所以最终我的问题是,当您使用 code_to_plan
时,在哪里指定 special data formats for targets?
编辑
使用@landau 的有用建议,我定义了这个函数:
add_target_format <- function(plan) {
# Get a list of named commands.
commands <- plan$command
names(commands) <- plan$target
# Turn it into a good plan.
do.call(drake_plan, commands)
}
这样就可以了:
dplan = bind_plans(
data_plan,
join_plan,
cleaning_plan,
model_plan
) %>%
add_target_format()
可以,但不方便。这是一个解决方法。
writeLines(
c(
"x <- small_data()",
"y <- target(large_data(), format = \"fst\")"
),
"script.R"
)
cat(readLines("script.R"), sep = "\n")
#> x <- small_data()
#> y <- target(large_data(), format = "fst")
library(drake)
# Produces a plan, but does not process target().
bad_plan <- code_to_plan("script.R")
bad_plan
#> # A tibble: 2 x 2
#> target command
#> <chr> <expr>
#> 1 x small_data()
#> 2 y target(large_data(), format = "fst")
# Get a list of named commands.
commands <- bad_plan$command
names(commands) <- bad_plan$target
# Turn it into a good plan.
good_plan <- do.call(drake_plan, commands)
good_plan
#> # A tibble: 2 x 3
#> target command format
#> <chr> <expr> <chr>
#> 1 x small_data() <NA>
#> 2 y large_data() fst
由 reprex package (v0.3.0)
创建于 2019-12-18
我非常喜欢在构建 drake 计划时使用 code_to_plan
功能。我也真的使用 target(..., format = "fst")
来处理大文件。但是,我正在努力将这两个工作流程结合起来。例如,如果我有这个 _drake.R
文件:
# Data --------------------------------------------------------------------
data_plan = code_to_plan("code/01-data/data.R")

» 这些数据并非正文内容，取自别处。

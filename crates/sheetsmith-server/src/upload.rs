//! Upload gate: reads the single PDF field from a multipart request.
//!
//! Bytes are buffered in memory only. The declared content type is checked
//! when present; the file body itself is not sniffed.

use axum::extract::multipart::{Multipart, MultipartError, MultipartRejection};
use axum::http::StatusCode;
use sheetsmith_domain::{UploadedDocument, PDF_MEDIA_TYPE};
use thiserror::Error;
use tracing::debug;

/// Multipart field carrying the document
pub const FILE_FIELD: &str = "pdf";

/// Allowance for multipart boundaries and part headers on top of the file
/// ceiling when sizing the request body limit
pub const MULTIPART_OVERHEAD_BYTES: usize = 64 * 1024;

/// Upload rejected before conversion
#[derive(Debug, Error)]
pub enum UploadError {
    /// No `pdf` field, or the field was empty
    #[error("No file supplied")]
    NoFile,

    /// More than one `pdf` field
    #[error("Only one file may be uploaded per request")]
    MultipleFiles,

    /// File exceeds the ceiling
    #[error("File too large (max {})", format_size(.0))]
    TooLarge(usize),

    /// Declared content type is not PDF
    #[error("Unsupported file type '{0}', expected a PDF")]
    UnsupportedType(String),

    /// Request is not a multipart upload
    #[error("Invalid upload request: {0}")]
    Malformed(String),

    /// Multipart stream failed while reading
    #[error("Upload failed: {message}")]
    Transport {
        /// Status reported by the multipart layer
        status: StatusCode,
        /// Error text
        message: String,
    },
}

impl UploadError {
    /// HTTP status for this rejection
    pub fn status(&self) -> StatusCode {
        match self {
            UploadError::TooLarge(_) => StatusCode::PAYLOAD_TOO_LARGE,
            UploadError::Transport { status, .. } => *status,
            _ => StatusCode::BAD_REQUEST,
        }
    }
}

impl From<MultipartError> for UploadError {
    fn from(e: MultipartError) -> Self {
        UploadError::Transport {
            status: e.status(),
            message: e.body_text(),
        }
    }
}

impl From<MultipartRejection> for UploadError {
    fn from(e: MultipartRejection) -> Self {
        UploadError::Malformed(e.body_text())
    }
}

fn format_size(bytes: &usize) -> String {
    const KIB: f64 = 1024.0;
    const MIB: f64 = 1024.0 * 1024.0;

    let bytes = *bytes as f64;
    let (value, unit) = if bytes >= MIB {
        (bytes / MIB, "MB")
    } else if bytes >= KIB {
        (bytes / KIB, "KB")
    } else {
        (bytes, "bytes")
    };

    if value.fract() == 0.0 {
        format!("{} {}", value as u64, unit)
    } else {
        format!("{:.2} {}", value, unit)
    }
}

/// True when a declared content type names a PDF
fn is_pdf_content_type(content_type: &str) -> bool {
    content_type
        .split(';')
        .next()
        .map(|essence| essence.trim().eq_ignore_ascii_case(PDF_MEDIA_TYPE))
        .unwrap_or(false)
}

/// Read the `pdf` field from a multipart request.
///
/// Other fields are skipped. Reading stops as soon as the ceiling is passed.
pub async fn read_upload(
    multipart: &mut Multipart,
    max_bytes: usize,
) -> Result<UploadedDocument, UploadError> {
    let mut document: Option<UploadedDocument> = None;

    while let Some(mut field) = multipart.next_field().await? {
        if field.name() != Some(FILE_FIELD) {
            debug!("Skipping multipart field {:?}", field.name());
            continue;
        }
        if document.is_some() {
            return Err(UploadError::MultipleFiles);
        }

        let media_type = match field.content_type() {
            Some(content_type) if is_pdf_content_type(content_type) => PDF_MEDIA_TYPE.to_string(),
            Some(content_type) => return Err(UploadError::UnsupportedType(content_type.to_string())),
            None => PDF_MEDIA_TYPE.to_string(),
        };
        let file_name = field.file_name().map(str::to_string);

        let mut bytes = Vec::new();
        while let Some(chunk) = field.chunk().await? {
            if bytes.len() + chunk.len() > max_bytes {
                return Err(UploadError::TooLarge(max_bytes));
            }
            bytes.extend_from_slice(&chunk);
        }

        let mut uploaded = UploadedDocument::new(bytes, media_type);
        if let Some(name) = file_name {
            uploaded = uploaded.with_file_name(name);
        }
        document = Some(uploaded);
    }

    match document {
        Some(doc) if doc.size() > 0 => Ok(doc),
        _ => Err(UploadError::NoFile),
    }
}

join_plan = code_to_plan("code/01-data/merging.R")
# Cleaning ----------------------------------------------------------------
cleaning_plan = code_to_plan("code/02-cleaning/remove_na.R")
# Model -------------------------------------------------------------------
model_plan = code_to_plan("code/03-model/model.R")
# Combine Plans
dplan = bind_plans(
data_plan,
join_plan,
cleaning_plan,
model_plan
)
config <- drake_config(dplan)
当使用 r_make(r_args = list(show = TRUE))
据我了解,虽然 target
只能在 drake_plan
中使用。如果我尝试这样的事情:
dplan2 <- drake_plan(full_plan = target(dplan, format = "fst"))
config <- drake_config(dplan2)
我收到这样的 r_make
错误:
target full_plan Error in fst::write_fst(x = value$value, path = tmp) : Unknown type found in column. In addition: Warning message: You selected fst format for target full_plan, so drake will convert it from class c("drake_plan", "tbl_df", "tbl", "data.frame") to a plain data frame.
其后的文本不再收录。